Every entry in the data below needs to be repeated exactly.

Collection entries
== == ==
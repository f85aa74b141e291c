//! Property-name case conversion.

/// Vendor prefixes recognised in camelCase names (`webkitTransform`).
const VENDOR_PREFIXES: [&str; 4] = ["webkit", "moz", "ms", "o"];

/// Convert a camelCase property name to its hyphenated CSS form.
///
/// Custom properties (`--brand`) are returned unchanged. A leading vendor
/// prefix followed by an uppercase letter gains a leading hyphen, so
/// `webkitTransform` becomes `-webkit-transform` while `opacity` stays put.
pub fn to_kebab_case(name: &str) -> String {
    if name.starts_with("--") {
        return name.to_string();
    }

    let mut out = String::with_capacity(name.len() + 4);
    let mut rest = name;

    for vendor in VENDOR_PREFIXES {
        if let Some(tail) = name.strip_prefix(vendor) {
            if tail.starts_with(|c: char| c.is_ascii_uppercase()) {
                out.push('-');
                out.push_str(vendor);
                rest = tail;
                break;
            }
        }
    }

    for ch in rest.chars() {
        if ch.is_ascii_uppercase() {
            out.push('-');
            out.push(ch.to_ascii_lowercase());
        } else {
            out.push(ch);
        }
    }

    out
}

#[cfg(test)]
mod tests {
    use super::*;

    #[test]
    fn test_camel_case() {
        assert_eq!(to_kebab_case("justifyContent"), "justify-content");
        assert_eq!(to_kebab_case("borderTopLeftRadius"), "border-top-left-radius");
    }

    #[test]
    fn test_already_kebab() {
        assert_eq!(to_kebab_case("background"), "background");
        assert_eq!(to_kebab_case("align-items"), "align-items");
    }

    #[test]
    fn test_vendor_prefixes() {
        assert_eq!(to_kebab_case("webkitTransform"), "-webkit-transform");
        assert_eq!(to_kebab_case("msFlex"), "-ms-flex");
        assert_eq!(to_kebab_case("WebkitTransform"), "-webkit-transform");
    }

    #[test]
    fn test_words_starting_like_vendors() {
        assert_eq!(to_kebab_case("opacity"), "opacity");
        assert_eq!(to_kebab_case("order"), "order");
        assert_eq!(to_kebab_case("outlineOffset"), "outline-offset");
    }

    #[test]
    fn test_custom_property_untouched() {
        assert_eq!(to_kebab_case("--myColor"), "--myColor");
    }
}
//! Benchmarks for the atomcss pipeline.

use std::fs;
use std::path::PathBuf;

use criterion::{black_box, criterion_group, criterion_main, Criterion};

use atomcss::{extract_class_names, Engine, Manifest};

fn fixtures_dir() -> PathBuf {
    PathBuf::from(env!("CARGO_MANIFEST_DIR"))
        .join("tests")
        .join("fixtures")
}

fn load_fixture(name: &str) -> String {
    fs::read_to_string(fixtures_dir().join(name)).unwrap()
}

fn fixture_engine() -> Engine {
    let manifest = Manifest::parse(&load_fixture("atomcss.yaml")).unwrap();
    Engine::new(manifest.config).unwrap()
}

// -- Parsing benchmarks --

fn bench_parsing(c: &mut Criterion) {
    let mut group = c.benchmark_group("parsing");

    let engine = fixture_engine();
    let grammar = engine.grammar();
    let page = load_fixture("page.html");

    group.bench_function("grammar_simple", |b| {
        b.iter(|| grammar.parse(black_box("bg-primary")))
    });

    group.bench_function("grammar_prefixed_secondary", |b| {
        b.iter(|| grammar.parse(black_box("md:border-2px/red")))
    });

    group.bench_function("grammar_bracket_type", |b| {
        b.iter(|| grammar.parse(black_box("[marginLeft,marginRight]-auto")))
    });

    group.bench_function("extract_page", |b| {
        b.iter(|| extract_class_names(black_box(&page)))
    });

    group.finish();
}

// -- Engine benchmarks --

fn bench_engine(c: &mut Criterion) {
    let mut group = c.benchmark_group("engine");

    let page = load_fixture("page.html");
    let classes = extract_class_names(&page);

    group.bench_function("process_page", |b| {
        let mut engine = fixture_engine();
        b.iter(|| {
            engine.reset();
            for list in &classes {
                engine.process(black_box(list));
            }
        })
    });

    // Many distinct classes
    let many: String = (0..500)
        .map(|i| format!("p-{}px m-{}rem hover:text-#{:06x} ", i, i, i * 97))
        .collect();

    group.bench_function("process_many", |b| {
        let mut engine = fixture_engine();
        b.iter(|| {
            engine.reset();
            engine.process(black_box(&many));
        })
    });

    let mut engine = fixture_engine();
    for list in &classes {
        engine.process(list);
    }
    engine.process(&many);

    group.bench_function("emit", |b| b.iter(|| black_box(&engine).emit()));

    group.finish();
}

criterion_group!(benches, bench_parsing, bench_engine);
criterion_main!(benches);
== == ==
▶ _ANSWER SPACE_
repository f85aa74b141e291c
//! Property-name case conversion.

/// Vendor prefixes recognised in camelCase names (`webkitTransform`).
const VENDOR_PREFIXES: [&str; 4] = ["webkit", "moz", "ms", "o"];

/// Convert a camelCase property name to its hyphenated CSS form.
///
/// Custom properties (`--brand`) are returned unchanged. A leading vendor
/// prefix followed by an uppercase letter gains a leading hyphen, so
/// `webkitTransform` becomes `-webkit-transform` while `opacity` stays put.
pub fn to_kebab_case(name: &str) -> String {
    if name.starts_with("--") {
        return name.to_string();
    }

    let mut out = String::with_capacity(name.len() + 4);
    let mut rest = name;

    for vendor in VENDOR_PREFIXES {
        if let Some(tail) = name.strip_prefix(vendor) {
            if tail.starts_with(|c: char| c.is_ascii_uppercase()) {
                out.push('-');
                out.push_str(vendor);
                rest = tail;
                break;
            }
        }
    }

    for ch in rest.chars() {
        if ch.is_ascii_uppercase() {
            out.push('-');
            out.push(ch.to_ascii_lowercase());
        } else {
            out.push(ch);
        }
    }

    out
}

#[cfg(test)]
mod tests {
    use super::*;

    #[test]
    fn test_camel_case() {
        assert_eq!(to_kebab_case("justifyContent"), "justify-content");
        assert_eq!(to_kebab_case("borderTopLeftRadius"), "border-top-left-radius");
    }

    #[test]
    fn test_already_kebab() {
        assert_eq!(to_kebab_case("background"), "background");
        assert_eq!(to_kebab_case("align-items"), "align-items");
    }

    #[test]
    fn test_vendor_prefixes() {
        assert_eq!(to_kebab_case("webkitTransform"), "-webkit-transform");
        assert_eq!(to_kebab_case("msFlex"), "-ms-flex");
        assert_eq!(to_kebab_case("WebkitTransform"), "-webkit-transform");
    }

    #[test]
    fn test_words_starting_like_vendors() {
        assert_eq!(to_kebab_case("opacity"), "opacity");
        assert_eq!(to_kebab_case("order"), "order");
        assert_eq!(to_kebab_case("outlineOffset"), "outline-offset");
    }

    #[test]
    fn test_custom_property_untouched() {
        assert_eq!(to_kebab_case("--myColor"), "--myColor");
    }
}
//! Benchmarks for the atomcss pipeline.

use std::fs;
use std::path::PathBuf;

use criterion::{black_box, criterion_group, criterion_main, Criterion};

use atomcss::{extract_class_names, Engine, Manifest};

fn fixtures_dir() -> PathBuf {
    PathBuf::from(env!("CARGO_MANIFEST_DIR"))
        .join("tests")
        .join("fixtures")
}

fn load_fixture(name: &str) -> String {
    fs::read_to_string(fixtures_dir().join(name)).unwrap()
}

fn fixture_engine() -> Engine {
    let manifest = Manifest::parse(&load_fixture("atomcss.yaml")).unwrap();
    Engine::new(manifest.config).unwrap()
}

// -- Parsing benchmarks --

fn bench_parsing(c: &mut Criterion) {
    let mut group = c.benchmark_group("parsing");

    let engine = fixture_engine();
    let grammar = engine.grammar();
    let page = load_fixture("page.html");

    group.bench_function("grammar_simple", |b| {
        b.iter(|| grammar.parse(black_box("bg-primary")))
    });

    group.bench_function("grammar_prefixed_secondary", |b| {
        b.iter(|| grammar.parse(black_box("md:border-2px/red")))
    });

    group.bench_function("grammar_bracket_type", |b| {
        b.iter(|| grammar.parse(black_box("[marginLeft,marginRight]-auto")))
    });

    group.bench_function("extract_page", |b| {
        b.iter(|| extract_class_names(black_box(&page)))
    });

    group.finish();
}

// -- Engine benchmarks --

fn bench_engine(c: &mut Criterion) {
    let mut group = c.benchmark_group("engine");

    let page = load_fixture("page.html");
    let classes = extract_class_names(&page);

    group.bench_function("process_page", |b| {
        let mut engine = fixture_engine();
        b.iter(|| {
            engine.reset();
            for list in &classes {
                engine.process(black_box(list));
            }
        })
    });

    // Many distinct classes
    let many: String = (0..500)
        .map(|i| format!("p-{}px m-{}rem hover:text-#{:06x} ", i, i, i * 97))
        .collect();

    group.bench_function("process_many", |b| {
        let mut engine = fixture_engine();
        b.iter(|| {
            engine.reset();
            engine.process(black_box(&many));
        })
    });

    let mut engine = fixture_engine();
    for list in &classes {
        engine.process(list);
    }
    engine.process(&many);

    group.bench_function("emit", |b| b.iter(|| black_box(&engine).emit()));

    group.finish();
}

criterion_group!(benches, bench_parsing, bench_engine);
criterion_main!(benches);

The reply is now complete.